**Task item**
Reproduce precisely the lines of the listing below, starting with the line that contains "issue is found." and stopping after the line that contains "emit(&result_set, render_config)?;"; include nothing else.
<<<<
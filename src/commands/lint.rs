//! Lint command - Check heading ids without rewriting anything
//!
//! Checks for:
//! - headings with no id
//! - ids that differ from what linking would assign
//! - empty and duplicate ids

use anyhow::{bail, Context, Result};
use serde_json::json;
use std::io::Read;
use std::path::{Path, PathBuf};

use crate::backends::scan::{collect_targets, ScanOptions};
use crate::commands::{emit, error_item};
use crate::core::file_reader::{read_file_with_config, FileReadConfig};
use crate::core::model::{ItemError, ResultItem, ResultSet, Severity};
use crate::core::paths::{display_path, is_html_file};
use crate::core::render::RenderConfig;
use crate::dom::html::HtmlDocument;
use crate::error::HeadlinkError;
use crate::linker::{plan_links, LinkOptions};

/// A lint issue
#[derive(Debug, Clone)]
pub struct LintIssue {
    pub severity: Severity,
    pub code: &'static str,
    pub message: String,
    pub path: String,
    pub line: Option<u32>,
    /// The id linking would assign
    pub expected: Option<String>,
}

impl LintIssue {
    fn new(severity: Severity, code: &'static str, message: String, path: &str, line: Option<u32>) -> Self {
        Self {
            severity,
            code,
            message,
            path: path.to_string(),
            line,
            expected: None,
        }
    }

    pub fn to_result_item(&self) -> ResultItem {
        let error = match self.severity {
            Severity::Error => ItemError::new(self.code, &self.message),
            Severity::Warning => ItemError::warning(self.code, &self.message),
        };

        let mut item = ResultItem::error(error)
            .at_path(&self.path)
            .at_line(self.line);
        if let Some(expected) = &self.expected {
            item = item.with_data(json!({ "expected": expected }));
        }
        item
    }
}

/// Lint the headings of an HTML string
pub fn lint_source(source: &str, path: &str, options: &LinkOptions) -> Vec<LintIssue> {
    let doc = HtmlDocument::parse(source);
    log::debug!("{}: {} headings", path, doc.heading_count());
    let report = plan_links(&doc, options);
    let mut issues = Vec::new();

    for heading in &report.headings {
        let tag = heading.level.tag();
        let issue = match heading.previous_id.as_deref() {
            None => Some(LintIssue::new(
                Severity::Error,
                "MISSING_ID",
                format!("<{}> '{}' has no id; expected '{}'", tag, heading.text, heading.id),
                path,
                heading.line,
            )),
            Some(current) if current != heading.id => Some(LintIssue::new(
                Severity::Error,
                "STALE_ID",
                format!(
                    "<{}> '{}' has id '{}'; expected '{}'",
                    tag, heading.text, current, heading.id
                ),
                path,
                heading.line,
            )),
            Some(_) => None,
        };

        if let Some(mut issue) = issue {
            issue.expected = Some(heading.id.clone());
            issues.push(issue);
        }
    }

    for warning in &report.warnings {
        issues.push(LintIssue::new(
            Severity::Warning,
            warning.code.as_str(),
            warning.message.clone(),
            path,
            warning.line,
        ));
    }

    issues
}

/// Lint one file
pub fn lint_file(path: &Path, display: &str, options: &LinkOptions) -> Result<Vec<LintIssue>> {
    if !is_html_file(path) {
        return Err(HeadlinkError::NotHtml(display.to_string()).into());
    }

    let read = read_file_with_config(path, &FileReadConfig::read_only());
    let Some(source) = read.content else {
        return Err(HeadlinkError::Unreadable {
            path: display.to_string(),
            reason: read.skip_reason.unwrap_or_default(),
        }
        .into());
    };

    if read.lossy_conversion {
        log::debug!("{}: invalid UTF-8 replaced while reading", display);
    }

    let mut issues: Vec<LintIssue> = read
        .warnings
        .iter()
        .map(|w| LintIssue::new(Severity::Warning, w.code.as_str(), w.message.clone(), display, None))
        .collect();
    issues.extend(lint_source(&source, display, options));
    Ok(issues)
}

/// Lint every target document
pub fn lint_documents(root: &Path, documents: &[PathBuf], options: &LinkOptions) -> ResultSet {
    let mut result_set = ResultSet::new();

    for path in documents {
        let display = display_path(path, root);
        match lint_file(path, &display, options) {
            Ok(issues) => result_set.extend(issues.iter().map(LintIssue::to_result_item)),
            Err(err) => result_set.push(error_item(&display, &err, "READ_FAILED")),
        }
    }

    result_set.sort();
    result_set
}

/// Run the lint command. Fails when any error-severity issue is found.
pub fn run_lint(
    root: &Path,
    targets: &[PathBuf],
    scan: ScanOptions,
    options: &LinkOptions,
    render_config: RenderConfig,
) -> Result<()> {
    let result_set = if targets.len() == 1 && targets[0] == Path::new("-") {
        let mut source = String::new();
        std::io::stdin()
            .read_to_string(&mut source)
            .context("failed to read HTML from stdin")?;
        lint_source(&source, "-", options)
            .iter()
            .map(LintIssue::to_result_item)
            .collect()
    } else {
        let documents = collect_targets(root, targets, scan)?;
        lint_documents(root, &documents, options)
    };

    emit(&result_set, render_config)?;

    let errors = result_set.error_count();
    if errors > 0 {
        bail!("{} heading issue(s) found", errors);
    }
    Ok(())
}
>>>>
<<<<
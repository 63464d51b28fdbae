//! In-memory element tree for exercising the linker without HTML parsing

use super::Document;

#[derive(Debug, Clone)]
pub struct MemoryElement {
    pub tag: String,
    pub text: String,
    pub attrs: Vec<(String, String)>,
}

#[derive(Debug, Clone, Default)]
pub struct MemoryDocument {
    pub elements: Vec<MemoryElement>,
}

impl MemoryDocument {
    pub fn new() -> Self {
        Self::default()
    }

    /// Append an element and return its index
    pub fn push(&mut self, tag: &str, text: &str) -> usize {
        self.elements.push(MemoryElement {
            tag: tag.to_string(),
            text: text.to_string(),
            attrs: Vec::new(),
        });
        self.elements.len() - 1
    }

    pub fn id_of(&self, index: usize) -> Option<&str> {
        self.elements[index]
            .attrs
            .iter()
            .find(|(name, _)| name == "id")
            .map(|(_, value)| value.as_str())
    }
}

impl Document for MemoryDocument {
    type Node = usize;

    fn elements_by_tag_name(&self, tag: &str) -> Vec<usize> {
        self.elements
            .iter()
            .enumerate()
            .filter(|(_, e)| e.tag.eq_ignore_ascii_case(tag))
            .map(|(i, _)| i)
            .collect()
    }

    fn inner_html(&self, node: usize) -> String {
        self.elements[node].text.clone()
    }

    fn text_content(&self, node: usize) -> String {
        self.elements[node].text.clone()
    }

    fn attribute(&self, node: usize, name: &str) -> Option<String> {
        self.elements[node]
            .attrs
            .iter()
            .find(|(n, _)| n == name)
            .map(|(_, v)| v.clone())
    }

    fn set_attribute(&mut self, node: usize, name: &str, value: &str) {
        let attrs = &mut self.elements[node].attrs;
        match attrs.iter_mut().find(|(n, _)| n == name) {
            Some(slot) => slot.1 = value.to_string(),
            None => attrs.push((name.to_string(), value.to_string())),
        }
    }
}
>>>>
**Solved exercise**
/// Run the lint command. Fails when any error-severity issue is found.
pub fn run_lint(
    root: &Path,
    targets: &[PathBuf],
    scan: ScanOptions,
    options: &LinkOptions,
    render_config: RenderConfig,
) -> Result<()> {
    let result_set = if targets.len() == 1 && targets[0] == Path::new("-") {
        let mut source = String::new();
        std::io::stdin()
            .read_to_string(&mut source)
            .context("failed to read HTML from stdin")?;
        lint_source(&source, "-", options)
            .iter()
            .map(LintIssue::to_result_item)
            .collect()
    } else {
        let documents = collect_targets(root, targets, scan)?;
        lint_documents(root, &documents, options)
    };

    emit(&result_set, render_config)?;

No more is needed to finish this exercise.